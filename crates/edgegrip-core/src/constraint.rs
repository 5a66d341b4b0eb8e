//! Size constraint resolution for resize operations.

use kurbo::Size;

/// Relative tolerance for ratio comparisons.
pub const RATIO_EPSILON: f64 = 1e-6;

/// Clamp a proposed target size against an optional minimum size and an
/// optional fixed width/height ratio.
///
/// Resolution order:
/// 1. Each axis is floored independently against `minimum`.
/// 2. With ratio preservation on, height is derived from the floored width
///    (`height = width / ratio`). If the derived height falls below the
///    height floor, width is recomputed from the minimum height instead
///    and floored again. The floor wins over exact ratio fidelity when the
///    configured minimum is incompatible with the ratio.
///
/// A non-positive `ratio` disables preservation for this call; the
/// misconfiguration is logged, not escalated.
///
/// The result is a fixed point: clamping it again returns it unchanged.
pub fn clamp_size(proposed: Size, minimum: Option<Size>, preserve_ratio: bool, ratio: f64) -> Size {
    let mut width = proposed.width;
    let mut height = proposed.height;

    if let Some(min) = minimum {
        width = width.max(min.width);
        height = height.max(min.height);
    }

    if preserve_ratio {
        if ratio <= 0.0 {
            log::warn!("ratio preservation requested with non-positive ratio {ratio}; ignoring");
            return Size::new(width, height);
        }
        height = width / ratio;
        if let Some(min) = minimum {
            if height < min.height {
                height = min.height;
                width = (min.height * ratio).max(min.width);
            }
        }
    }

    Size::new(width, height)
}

━━━━━━━━━━━━━━━━━━━━

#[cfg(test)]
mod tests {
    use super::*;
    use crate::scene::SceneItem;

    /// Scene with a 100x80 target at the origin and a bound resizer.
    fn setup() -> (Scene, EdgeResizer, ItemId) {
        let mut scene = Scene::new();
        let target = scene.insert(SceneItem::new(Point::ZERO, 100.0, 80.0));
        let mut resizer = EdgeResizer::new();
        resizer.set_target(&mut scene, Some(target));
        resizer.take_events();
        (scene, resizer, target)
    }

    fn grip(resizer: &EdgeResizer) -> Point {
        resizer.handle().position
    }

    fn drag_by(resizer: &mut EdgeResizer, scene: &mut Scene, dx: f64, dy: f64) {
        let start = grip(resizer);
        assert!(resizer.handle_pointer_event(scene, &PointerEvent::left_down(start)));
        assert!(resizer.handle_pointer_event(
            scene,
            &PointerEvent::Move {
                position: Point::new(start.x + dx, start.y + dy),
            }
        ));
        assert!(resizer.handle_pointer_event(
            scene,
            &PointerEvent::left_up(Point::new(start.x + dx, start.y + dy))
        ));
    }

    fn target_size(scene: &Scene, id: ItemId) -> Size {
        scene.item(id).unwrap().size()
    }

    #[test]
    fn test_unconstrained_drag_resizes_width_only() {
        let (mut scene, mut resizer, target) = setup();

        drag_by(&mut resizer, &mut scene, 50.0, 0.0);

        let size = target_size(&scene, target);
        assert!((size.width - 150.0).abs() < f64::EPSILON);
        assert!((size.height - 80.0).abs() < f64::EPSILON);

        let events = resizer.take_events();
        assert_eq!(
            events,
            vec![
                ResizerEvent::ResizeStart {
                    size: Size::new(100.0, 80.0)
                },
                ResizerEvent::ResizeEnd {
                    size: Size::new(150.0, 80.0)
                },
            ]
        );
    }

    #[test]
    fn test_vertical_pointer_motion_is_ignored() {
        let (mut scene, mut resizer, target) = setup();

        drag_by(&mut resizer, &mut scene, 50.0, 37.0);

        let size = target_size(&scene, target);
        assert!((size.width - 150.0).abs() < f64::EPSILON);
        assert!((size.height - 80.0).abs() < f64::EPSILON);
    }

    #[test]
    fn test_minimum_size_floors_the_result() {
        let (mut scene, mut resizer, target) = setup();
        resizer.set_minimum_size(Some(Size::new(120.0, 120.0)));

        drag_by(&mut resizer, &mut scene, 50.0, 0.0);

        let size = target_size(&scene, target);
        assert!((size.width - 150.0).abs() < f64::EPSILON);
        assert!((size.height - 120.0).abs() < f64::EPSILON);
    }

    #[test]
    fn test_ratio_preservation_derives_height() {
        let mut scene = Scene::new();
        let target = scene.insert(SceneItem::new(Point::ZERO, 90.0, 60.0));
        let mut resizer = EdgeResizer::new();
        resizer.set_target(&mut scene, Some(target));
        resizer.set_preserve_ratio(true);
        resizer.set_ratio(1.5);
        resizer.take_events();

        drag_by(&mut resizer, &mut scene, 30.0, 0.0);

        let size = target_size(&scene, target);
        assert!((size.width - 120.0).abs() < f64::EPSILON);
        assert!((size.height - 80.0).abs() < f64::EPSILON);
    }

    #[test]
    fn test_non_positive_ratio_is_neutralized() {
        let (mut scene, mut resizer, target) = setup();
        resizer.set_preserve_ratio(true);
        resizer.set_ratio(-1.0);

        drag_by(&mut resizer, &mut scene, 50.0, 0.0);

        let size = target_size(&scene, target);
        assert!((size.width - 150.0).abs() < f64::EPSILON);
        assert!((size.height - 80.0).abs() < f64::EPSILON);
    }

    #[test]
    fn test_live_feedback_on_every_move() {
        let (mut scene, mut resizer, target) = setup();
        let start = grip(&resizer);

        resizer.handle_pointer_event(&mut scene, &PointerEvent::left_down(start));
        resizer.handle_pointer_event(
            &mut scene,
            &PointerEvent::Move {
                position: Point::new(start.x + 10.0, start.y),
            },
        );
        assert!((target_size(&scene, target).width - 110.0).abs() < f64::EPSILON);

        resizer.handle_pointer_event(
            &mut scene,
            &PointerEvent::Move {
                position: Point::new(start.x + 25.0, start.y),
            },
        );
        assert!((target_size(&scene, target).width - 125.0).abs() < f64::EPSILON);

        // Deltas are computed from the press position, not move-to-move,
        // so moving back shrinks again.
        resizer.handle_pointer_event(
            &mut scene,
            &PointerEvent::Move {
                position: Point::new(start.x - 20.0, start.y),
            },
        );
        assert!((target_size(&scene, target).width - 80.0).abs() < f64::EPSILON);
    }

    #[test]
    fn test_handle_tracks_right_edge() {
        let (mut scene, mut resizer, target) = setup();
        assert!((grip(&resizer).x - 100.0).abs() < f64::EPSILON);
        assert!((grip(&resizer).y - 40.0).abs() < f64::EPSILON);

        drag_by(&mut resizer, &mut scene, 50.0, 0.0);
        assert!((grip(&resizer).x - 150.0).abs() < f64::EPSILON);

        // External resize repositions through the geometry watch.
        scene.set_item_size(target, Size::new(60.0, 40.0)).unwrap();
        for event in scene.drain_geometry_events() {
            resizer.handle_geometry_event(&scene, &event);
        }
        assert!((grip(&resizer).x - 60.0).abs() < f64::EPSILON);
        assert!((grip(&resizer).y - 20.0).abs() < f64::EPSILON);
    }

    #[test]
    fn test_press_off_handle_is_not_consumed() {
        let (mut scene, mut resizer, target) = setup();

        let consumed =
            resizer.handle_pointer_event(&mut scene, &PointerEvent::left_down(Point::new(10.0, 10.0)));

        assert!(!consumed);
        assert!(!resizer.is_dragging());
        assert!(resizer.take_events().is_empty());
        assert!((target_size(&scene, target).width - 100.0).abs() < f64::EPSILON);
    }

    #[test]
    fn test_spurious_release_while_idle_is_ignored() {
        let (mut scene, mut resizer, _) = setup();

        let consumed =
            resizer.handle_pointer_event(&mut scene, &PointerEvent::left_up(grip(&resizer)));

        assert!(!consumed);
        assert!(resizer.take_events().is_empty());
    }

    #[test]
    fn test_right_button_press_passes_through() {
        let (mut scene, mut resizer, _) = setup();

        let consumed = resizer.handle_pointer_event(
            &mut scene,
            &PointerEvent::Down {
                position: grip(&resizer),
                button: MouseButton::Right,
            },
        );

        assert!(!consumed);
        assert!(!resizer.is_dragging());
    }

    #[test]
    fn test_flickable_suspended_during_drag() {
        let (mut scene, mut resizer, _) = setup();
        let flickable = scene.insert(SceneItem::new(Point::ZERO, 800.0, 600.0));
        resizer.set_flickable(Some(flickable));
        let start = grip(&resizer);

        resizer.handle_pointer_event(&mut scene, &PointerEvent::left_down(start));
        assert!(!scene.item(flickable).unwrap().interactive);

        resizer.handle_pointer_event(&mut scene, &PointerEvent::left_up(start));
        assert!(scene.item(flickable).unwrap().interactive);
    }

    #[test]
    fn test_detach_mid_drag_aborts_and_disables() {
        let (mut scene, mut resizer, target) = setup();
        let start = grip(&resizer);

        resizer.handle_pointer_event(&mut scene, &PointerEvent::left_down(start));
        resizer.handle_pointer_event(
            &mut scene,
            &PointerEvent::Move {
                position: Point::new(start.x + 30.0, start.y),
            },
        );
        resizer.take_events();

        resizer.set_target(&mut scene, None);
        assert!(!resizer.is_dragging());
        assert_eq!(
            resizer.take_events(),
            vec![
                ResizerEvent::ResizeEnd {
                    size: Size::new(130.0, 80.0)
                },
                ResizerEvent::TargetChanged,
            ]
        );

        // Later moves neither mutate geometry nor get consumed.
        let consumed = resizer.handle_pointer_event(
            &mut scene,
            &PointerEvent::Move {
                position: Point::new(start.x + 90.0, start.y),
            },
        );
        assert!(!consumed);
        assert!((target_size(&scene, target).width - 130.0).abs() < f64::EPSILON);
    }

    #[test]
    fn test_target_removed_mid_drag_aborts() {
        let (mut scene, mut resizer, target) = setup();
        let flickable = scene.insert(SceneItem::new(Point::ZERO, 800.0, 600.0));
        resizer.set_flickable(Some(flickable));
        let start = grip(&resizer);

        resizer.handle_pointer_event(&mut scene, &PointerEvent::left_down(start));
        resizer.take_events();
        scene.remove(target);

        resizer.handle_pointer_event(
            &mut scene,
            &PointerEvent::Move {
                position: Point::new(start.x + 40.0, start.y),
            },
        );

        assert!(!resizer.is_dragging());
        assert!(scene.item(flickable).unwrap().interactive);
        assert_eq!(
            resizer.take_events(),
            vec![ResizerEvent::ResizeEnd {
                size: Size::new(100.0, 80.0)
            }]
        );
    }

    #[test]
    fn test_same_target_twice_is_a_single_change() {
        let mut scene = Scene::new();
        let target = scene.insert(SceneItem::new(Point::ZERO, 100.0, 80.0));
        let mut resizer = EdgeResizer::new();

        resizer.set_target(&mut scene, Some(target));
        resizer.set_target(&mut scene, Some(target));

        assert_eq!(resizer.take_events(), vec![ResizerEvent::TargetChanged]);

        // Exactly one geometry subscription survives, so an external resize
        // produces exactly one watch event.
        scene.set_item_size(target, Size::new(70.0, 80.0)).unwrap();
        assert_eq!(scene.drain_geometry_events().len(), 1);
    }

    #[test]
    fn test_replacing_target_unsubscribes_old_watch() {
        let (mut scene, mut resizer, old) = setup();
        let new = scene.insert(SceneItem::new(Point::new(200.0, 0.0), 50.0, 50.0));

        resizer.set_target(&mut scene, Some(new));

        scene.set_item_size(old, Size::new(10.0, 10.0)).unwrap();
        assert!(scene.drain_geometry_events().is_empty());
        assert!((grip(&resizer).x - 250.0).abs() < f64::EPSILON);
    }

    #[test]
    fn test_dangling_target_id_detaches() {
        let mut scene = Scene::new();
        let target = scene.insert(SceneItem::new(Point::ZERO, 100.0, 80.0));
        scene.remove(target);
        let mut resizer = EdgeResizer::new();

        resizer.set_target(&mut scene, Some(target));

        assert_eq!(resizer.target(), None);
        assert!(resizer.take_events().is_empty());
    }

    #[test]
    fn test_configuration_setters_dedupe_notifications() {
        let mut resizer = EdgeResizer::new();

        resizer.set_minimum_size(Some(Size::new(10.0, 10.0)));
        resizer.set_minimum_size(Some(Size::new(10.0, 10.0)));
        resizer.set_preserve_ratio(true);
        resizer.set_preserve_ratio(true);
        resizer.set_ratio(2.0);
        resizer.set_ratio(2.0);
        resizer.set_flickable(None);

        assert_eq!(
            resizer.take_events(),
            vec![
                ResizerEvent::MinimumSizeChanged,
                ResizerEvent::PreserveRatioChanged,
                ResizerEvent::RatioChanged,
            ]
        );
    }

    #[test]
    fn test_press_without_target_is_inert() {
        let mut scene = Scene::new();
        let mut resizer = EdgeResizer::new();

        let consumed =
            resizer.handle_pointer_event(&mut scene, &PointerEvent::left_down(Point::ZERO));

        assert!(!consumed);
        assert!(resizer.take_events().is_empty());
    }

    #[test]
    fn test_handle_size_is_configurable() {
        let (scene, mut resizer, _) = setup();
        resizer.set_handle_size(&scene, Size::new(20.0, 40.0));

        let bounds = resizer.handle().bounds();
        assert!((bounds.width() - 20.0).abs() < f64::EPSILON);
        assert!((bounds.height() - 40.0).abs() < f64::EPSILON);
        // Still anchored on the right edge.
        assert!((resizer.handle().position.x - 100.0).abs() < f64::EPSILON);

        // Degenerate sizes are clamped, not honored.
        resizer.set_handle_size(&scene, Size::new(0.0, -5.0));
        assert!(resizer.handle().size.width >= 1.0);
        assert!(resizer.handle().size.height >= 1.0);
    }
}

━━━━━━━━━━━━━━━━━━━━

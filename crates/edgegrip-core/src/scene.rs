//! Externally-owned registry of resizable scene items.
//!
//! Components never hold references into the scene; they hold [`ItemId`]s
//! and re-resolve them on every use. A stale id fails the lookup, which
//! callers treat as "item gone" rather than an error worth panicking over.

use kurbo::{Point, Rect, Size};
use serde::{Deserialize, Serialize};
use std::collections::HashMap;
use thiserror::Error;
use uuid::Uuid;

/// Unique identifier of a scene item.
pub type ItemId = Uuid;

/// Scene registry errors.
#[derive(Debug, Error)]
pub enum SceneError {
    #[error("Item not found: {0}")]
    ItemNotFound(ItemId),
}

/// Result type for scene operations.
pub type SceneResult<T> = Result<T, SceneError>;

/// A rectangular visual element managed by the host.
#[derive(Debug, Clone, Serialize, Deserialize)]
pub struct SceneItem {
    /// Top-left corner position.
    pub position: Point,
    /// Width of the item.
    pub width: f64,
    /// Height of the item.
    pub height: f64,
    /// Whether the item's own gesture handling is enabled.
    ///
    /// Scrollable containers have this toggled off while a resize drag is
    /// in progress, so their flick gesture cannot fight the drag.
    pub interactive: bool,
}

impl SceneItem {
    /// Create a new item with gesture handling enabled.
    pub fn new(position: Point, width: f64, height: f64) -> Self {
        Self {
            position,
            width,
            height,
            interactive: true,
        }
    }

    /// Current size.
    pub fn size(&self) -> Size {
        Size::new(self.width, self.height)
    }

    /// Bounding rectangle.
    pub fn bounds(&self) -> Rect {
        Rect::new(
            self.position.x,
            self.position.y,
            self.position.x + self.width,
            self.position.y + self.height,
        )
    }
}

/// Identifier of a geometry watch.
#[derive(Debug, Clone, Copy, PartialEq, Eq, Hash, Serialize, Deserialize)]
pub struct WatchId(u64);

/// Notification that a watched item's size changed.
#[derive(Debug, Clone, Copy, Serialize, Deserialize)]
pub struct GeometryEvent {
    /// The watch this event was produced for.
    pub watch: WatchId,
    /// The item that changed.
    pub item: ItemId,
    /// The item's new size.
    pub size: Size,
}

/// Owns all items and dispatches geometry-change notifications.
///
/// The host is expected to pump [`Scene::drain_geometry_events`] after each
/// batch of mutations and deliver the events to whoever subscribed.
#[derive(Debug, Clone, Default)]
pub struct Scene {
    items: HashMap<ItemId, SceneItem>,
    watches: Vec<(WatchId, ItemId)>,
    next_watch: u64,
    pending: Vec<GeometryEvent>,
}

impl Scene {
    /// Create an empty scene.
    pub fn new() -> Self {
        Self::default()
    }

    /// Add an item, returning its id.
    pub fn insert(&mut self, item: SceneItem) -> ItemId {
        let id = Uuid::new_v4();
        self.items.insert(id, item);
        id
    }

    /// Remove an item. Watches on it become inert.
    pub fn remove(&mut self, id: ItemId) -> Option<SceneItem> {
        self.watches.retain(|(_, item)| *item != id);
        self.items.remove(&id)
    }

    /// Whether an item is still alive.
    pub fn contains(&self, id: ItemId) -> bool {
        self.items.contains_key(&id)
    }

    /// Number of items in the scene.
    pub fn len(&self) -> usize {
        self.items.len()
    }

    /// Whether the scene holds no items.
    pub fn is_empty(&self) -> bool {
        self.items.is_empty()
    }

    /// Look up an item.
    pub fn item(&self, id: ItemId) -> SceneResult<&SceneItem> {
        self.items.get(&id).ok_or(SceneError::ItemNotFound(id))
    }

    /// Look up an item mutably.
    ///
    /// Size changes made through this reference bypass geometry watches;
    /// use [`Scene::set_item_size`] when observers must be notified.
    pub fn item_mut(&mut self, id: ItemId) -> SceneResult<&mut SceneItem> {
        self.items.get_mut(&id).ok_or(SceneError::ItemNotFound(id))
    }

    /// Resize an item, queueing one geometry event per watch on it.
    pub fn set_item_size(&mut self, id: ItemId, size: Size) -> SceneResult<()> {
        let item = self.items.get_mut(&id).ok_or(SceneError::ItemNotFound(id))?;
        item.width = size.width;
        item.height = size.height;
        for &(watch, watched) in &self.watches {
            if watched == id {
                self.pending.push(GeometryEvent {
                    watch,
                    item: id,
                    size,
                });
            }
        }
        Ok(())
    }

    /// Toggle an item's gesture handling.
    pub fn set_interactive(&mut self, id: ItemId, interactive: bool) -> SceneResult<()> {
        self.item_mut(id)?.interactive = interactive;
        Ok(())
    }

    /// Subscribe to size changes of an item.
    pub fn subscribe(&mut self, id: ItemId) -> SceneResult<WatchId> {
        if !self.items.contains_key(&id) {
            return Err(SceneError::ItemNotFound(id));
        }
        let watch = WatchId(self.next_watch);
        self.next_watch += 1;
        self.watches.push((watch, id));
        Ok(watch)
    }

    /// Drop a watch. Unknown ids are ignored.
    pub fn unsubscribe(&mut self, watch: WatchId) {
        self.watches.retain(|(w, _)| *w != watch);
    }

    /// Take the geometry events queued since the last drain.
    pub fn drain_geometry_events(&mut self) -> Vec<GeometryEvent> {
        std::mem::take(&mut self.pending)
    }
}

━━━━━━━━━━━━━━━━━━━━

*EXERCISE OBJECTIVE*: For the lines above, output exactly those from the line containing "pub struct WatchId(u64);" through the line containing "up an item.", and skip the others.

*ANSWER FOR THE TASK*:
pub struct WatchId(u64);

/// Notification that a watched item's size changed.
#[derive(Debug, Clone, Copy, Serialize, Deserialize)]
pub struct GeometryEvent {
    /// The watch this event was produced for.
    pub watch: WatchId,
    /// The item that changed.
    pub item: ItemId,
    /// The item's new size.
    pub size: Size,
}

/// Owns all items and dispatches geometry-change notifications.
///
/// The host is expected to pump [`Scene::drain_geometry_events`] after each
/// batch of mutations and deliver the events to whoever subscribed.
#[derive(Debug, Clone, Default)]
pub struct Scene {
    items: HashMap<ItemId, SceneItem>,
    watches: Vec<(WatchId, ItemId)>,
    next_watch: u64,
    pending: Vec<GeometryEvent>,
}

impl Scene {
    /// Create an empty scene.
    pub fn new() -> Self {
        Self::default()
    }

    /// Add an item, returning its id.
    pub fn insert(&mut self, item: SceneItem) -> ItemId {
        let id = Uuid::new_v4();
        self.items.insert(id, item);
        id
    }

    /// Remove an item. Watches on it become inert.
    pub fn remove(&mut self, id: ItemId) -> Option<SceneItem> {
        self.watches.retain(|(_, item)| *item != id);
        self.items.remove(&id)
    }

    /// Whether an item is still alive.
    pub fn contains(&self, id: ItemId) -> bool {
        self.items.contains_key(&id)
    }

    /// Number of items in the scene.
    pub fn len(&self) -> usize {
        self.items.len()
    }

    /// Whether the scene holds no items.
    pub fn is_empty(&self) -> bool {
        self.items.is_empty()
    }

    /// Look up an item.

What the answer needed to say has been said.